Scientists, engineers and technologists at the Daresbury Laboratory in Cheshire have welcomed the formal opening of the Daresbury Science and Innovation Campus by Science Minister Lord Sainsbury.



But despite the potential opportunities the campus will provide, deep concerns among staff still exist, explained Prospect representative and scientist at the site Dr Steve Bennett.

"Bringing universities, private companies and national facilities together has to be good for innovation and the knowledge economy, but a new accelerator proposed at Daresbury, known as 4GLS (the 4th generation light source), is not yet funded. This will be the big science attractor in the north-west and will be essential to retain the high technology skills needed to underpin the Daresbury campus."

However, said Dr Bennett, staff in the north-west viewed today’s launch as a move towards securing their laboratory's existence when its central research machine, the synchrotron radiation source (SRS) comes to the end of its life in 2008.

In addition to the launch of the Daresbury campus, today’s visit by Lord Sainsbury marked the official opening of a second science and innovation campus at Harwell in Oxfordshire which includes CCLRC’s - the research council responsible for large-scale scientific instruments - other main site the Rutherford Appleton Laboratory.

Each site is based around government-funded high technology research facilities that will fuel knowledge-based developments for the regions, while the CCLRC link will encourage interdisciplinary research and innovation. With one campus in the north-west and another in the south-east the plan is that the regional centres will operate together as national assets. The CCLRC Rutherford Appleton Laboratory houses the ISIS neutron source and the new Diamond synchrotron.

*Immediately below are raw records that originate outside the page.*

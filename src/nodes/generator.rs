//! Synthetic sources

use std::sync::atomic::{AtomicBool, AtomicU64, Ordering};
use std::sync::{Arc, Mutex, PoisonError};

use crate::runtime::errors::StreamError;
use crate::runtime::ports::Source;
use crate::runtime::sample::Form;

/// Endless source whose every sample is the same value
pub struct Constant {
    form: Form,
    value: f64,
    closed: AtomicBool,
}

impl Constant {
    pub fn new(form: Form, value: f64) -> Self {
        Self {
            form,
            value,
            closed: AtomicBool::new(false),
        }
    }
}

impl Source for Constant {
    fn form(&self) -> Form {
        self.form
    }

    fn receive(&self, samples: &mut [f64]) -> Result<usize, StreamError> {
        if self.closed.load(Ordering::Acquire) {
            return Err(StreamError::Closed);
        }
        let frames = samples.len().checked_div(self.form.channels()).unwrap_or(0);
        samples[..frames * self.form.channels()].fill(self.value);
        Ok(frames)
    }

    fn close(&self) {
        self.closed.store(true, Ordering::Release);
    }
}

/// Endless white noise in `[-1, 1)` from a seeded xorshift generator
pub struct Noise {
    form: Form,
    state: AtomicU64,
    closed: AtomicBool,
}

impl Noise {
    pub fn new(form: Form, seed: u64) -> Self {
        // xorshift never leaves zero
        let seed = if seed == 0 { 0x9E37_79B9_7F4A_7C15 } else { seed };
        Self {
            form,
            state: AtomicU64::new(seed),
            closed: AtomicBool::new(false),
        }
    }
}

fn xorshift(mut x: u64) -> u64 {
    x ^= x << 13;
    x ^= x >> 7;
    x ^= x << 17;
    x
}

impl Source for Noise {
    fn form(&self) -> Form {
        self.form
    }

    fn receive(&self, samples: &mut [f64]) -> Result<usize, StreamError> {
        if self.closed.load(Ordering::Acquire) {
            return Err(StreamError::Closed);
        }
        let frames = samples.len().checked_div(self.form.channels()).unwrap_or(0);

        let mut x = self.state.load(Ordering::Relaxed);
        for s in &mut samples[..frames * self.form.channels()] {
            x = xorshift(x);
            *s = (x >> 11) as f64 / (1u64 << 53) as f64 * 2.0 - 1.0;
        }
        self.state.store(x, Ordering::Relaxed);
        Ok(frames)
    }

    fn close(&self) {
        self.closed.store(true, Ordering::Release);
    }
}

/// Ends a source after a fixed number of frames
pub struct Limit<S: ?Sized> {
    inner: Arc<S>,
    remaining: Mutex<usize>,
}

impl<S: Source + ?Sized> Limit<S> {
    pub fn new(inner: Arc<S>, frames: usize) -> Self {
        Self {
            inner,
            remaining: Mutex::new(frames),
        }
    }

    /// Frames left before end of stream.
    pub fn remaining(&self) -> usize {
        *self.remaining.lock().unwrap_or_else(PoisonError::into_inner)
    }
}

impl<S: Source + ?Sized> Source for Limit<S> {
    fn form(&self) -> Form {
        self.inner.form()
    }

    fn receive(&self, samples: &mut [f64]) -> Result<usize, StreamError> {
        let mut remaining = self.remaining.lock().unwrap_or_else(PoisonError::into_inner);
        if *remaining == 0 {
            return Err(StreamError::EndOfStream);
        }
        let channels = self.inner.form().channels();
        let wanted = samples.len().checked_div(channels).unwrap_or(0);
        let frames = wanted.min(*remaining);

        let got = self.inner.receive(&mut samples[..frames * channels])?;
        *remaining -= got.min(*remaining);
        Ok(got)
    }

    fn close(&self) {
        self.inner.close();
    }
}
//! Channel routing between a node and one of its connections
//!
//! A connection may carry a subset of the node's channels, in any order, and
//! (for outputs) the same node channel more than once. The map translates
//! between the node's channel indices and the connection's local indices.

/// Per-connection lookup between node channels and local channels
#[derive(Debug, Clone, PartialEq, Eq)]
pub struct ChannelMap {
    /// Indexed by node channel: the local channel carrying it, if any.
    forward: Vec<Option<usize>>,
    /// Indexed by local channel: the node channel it carries.
    inverse: Vec<usize>,
}

impl ChannelMap {
    /// Build the map for a node with `node_channels` channels.
    ///
    /// An empty `selection` maps every node channel to itself. Otherwise
    /// `selection[i] == c` means local channel `i` carries node channel `c`;
    /// when `c` repeats, the forward table keeps the last local index.
    ///
    /// # Panics
    /// Panics if any entry of `selection` is `>= node_channels`.
    pub fn new(node_channels: usize, selection: &[usize]) -> Self {
        if selection.is_empty() {
            return Self::identity(node_channels);
        }

        let mut forward = vec![None; node_channels];
        for (local, &c) in selection.iter().enumerate() {
            assert!(
                c < node_channels,
                "channel {} out of range for {} channels",
                c,
                node_channels
            );
            forward[c] = Some(local);
        }

        Self {
            forward,
            inverse: selection.to_vec(),
        }
    }

    pub fn identity(channels: usize) -> Self {
        Self {
            forward: (0..channels).map(Some).collect(),
            inverse: (0..channels).collect(),
        }
    }

    /// Local channel carrying node channel `node_channel`, or `None` if this
    /// connection does not carry it.
    #[inline]
    pub fn map_forward(&self, node_channel: usize) -> Option<usize> {
        self.forward[node_channel]
    }

    /// Node channel carried by local channel `local`.
    #[inline]
    pub fn map_inverse(&self, local: usize) -> usize {
        self.inverse[local]
    }

    /// Number of channels on the connection side.
    pub fn local_channels(&self) -> usize {
        self.inverse.len()
    }

    /// Number of channels on the node side.
    pub fn node_channels(&self) -> usize {
        self.forward.len()
    }
}
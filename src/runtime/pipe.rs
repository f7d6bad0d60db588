//! Point-to-point blocking stream between two threads
//!
//! [`pipe`] returns a connected writer/reader pair. Blocks travel over a
//! zero-capacity channel, so `send` returns only once the reader has taken
//! the block. The reader may ask for fewer frames than a block holds; the
//! remainder is kept for its next `receive`.
//!
//! Each end carries a close [`Signal`] that the other end selects on, which
//! lets either side unblock the other from any thread.

use crossbeam_channel::{Receiver, Sender, bounded, select};
use std::sync::{Arc, Mutex, PoisonError};

use super::errors::StreamError;
use super::ports::{Sink, Source};
use super::sample::Form;
use super::signal::Signal;

struct Shared {
    form: Form,
    writer_closed: Signal,
    reader_closed: Signal,
}

/// Writable end of a [`pipe`]
pub struct PipeSink {
    shared: Arc<Shared>,
    blocks: Sender<Vec<f64>>,
}

/// Readable end of a [`pipe`]
pub struct PipeSource {
    shared: Arc<Shared>,
    blocks: Receiver<Vec<f64>>,
    pending: Mutex<Pending>,
}

/// Unread remainder of the last block taken off the channel
#[derive(Default)]
struct Pending {
    samples: Vec<f64>,
    frames: usize,
    offset: usize,
}

impl Pending {
    fn remaining(&self) -> usize {
        self.frames - self.offset
    }
}

/// Create a connected (writer, reader) pair carrying samples of shape `form`.
pub fn pipe(form: Form) -> (PipeSink, PipeSource) {
    let (tx, rx) = bounded(0);
    let shared = Arc::new(Shared {
        form,
        writer_closed: Signal::new(),
        reader_closed: Signal::new(),
    });
    (
        PipeSink {
            shared: Arc::clone(&shared),
            blocks: tx,
        },
        PipeSource {
            shared,
            blocks: rx,
            pending: Mutex::new(Pending::default()),
        },
    )
}

impl Sink for PipeSink {
    fn form(&self) -> Form {
        self.shared.form
    }

    fn send(&self, samples: &[f64]) -> Result<(), StreamError> {
        let shared = &self.shared;
        if shared.writer_closed.is_fired() || shared.reader_closed.is_fired() {
            return Err(StreamError::Closed);
        }
        let channels = shared.form.channels();
        if samples.is_empty() || channels == 0 {
            return Ok(());
        }
        if samples.len() % channels != 0 {
            return Err(StreamError::Misaligned {
                len: samples.len(),
                channels,
            });
        }

        select! {
            send(self.blocks, samples.to_vec()) -> res => res.map_err(|_| StreamError::Closed),
            recv(shared.reader_closed.listener()) -> _ => Err(StreamError::Closed),
            recv(shared.writer_closed.listener()) -> _ => Err(StreamError::Closed),
        }
    }

    fn close(&self) {
        self.shared.writer_closed.fire();
    }
}

impl Drop for PipeSink {
    fn drop(&mut self) {
        self.close();
    }
}

impl Source for PipeSource {
    fn form(&self) -> Form {
        self.shared.form
    }

    fn receive(&self, samples: &mut [f64]) -> Result<usize, StreamError> {
        let shared = &self.shared;
        if shared.reader_closed.is_fired() {
            return Err(StreamError::Closed);
        }
        let channels = shared.form.channels();
        let wanted = samples.len().checked_div(channels).unwrap_or(0);
        if wanted == 0 {
            return Ok(0);
        }

        let mut pending = self.pending.lock().unwrap_or_else(PoisonError::into_inner);
        if pending.remaining() == 0 {
            let block = select! {
                recv(self.blocks) -> block => block.map_err(|_| StreamError::EndOfStream)?,
                recv(shared.writer_closed.listener()) -> _ => return Err(StreamError::EndOfStream),
                recv(shared.reader_closed.listener()) -> _ => return Err(StreamError::Closed),
            };
            pending.frames = block.len() / channels;
            pending.samples = block;
            pending.offset = 0;
        }

        let n = wanted.min(pending.remaining());
        let stride = pending.frames;
        let offset = pending.offset;
        for c in 0..channels {
            let start = c * stride + offset;
            samples[c * n..(c + 1) * n].copy_from_slice(&pending.samples[start..start + n]);
        }
        pending.offset += n;
        Ok(n)
    }

    fn close(&self) {
        self.shared.reader_closed.fire();
    }
}

impl Drop for PipeSource {
    fn drop(&mut self) {
        self.close();
    }
}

"4GLS will be a world leading machine in its field and will be complementary to the accelerators at the Rutherford Appleton Lab," explained Dr Bennett. "It will be vital in maintaining the balance between the south-east and the north-west.

"Staff are working flat out to support research using the SRS and at the same time complete and commission a prototype electron accelerator to prove the principles behind the 4th generation light source. The government is supporting this effort but there is no slack in the programme and we must secure every help possible to make this laboratory the success it deserves to be at the hub of the new campus."

The aim of the campus model is to build partnerships between regional universities, private business and publicly-funded science, and the large-scale research facilities are central to the concept. This has already taken a big step forward with the establishment of the Cockcroft Institute, also inaugurated today on the Daresbury site, which brings together CCLRC and the Universities of Liverpool, Lancaster and Manchester to develop the particle accelerators of the future.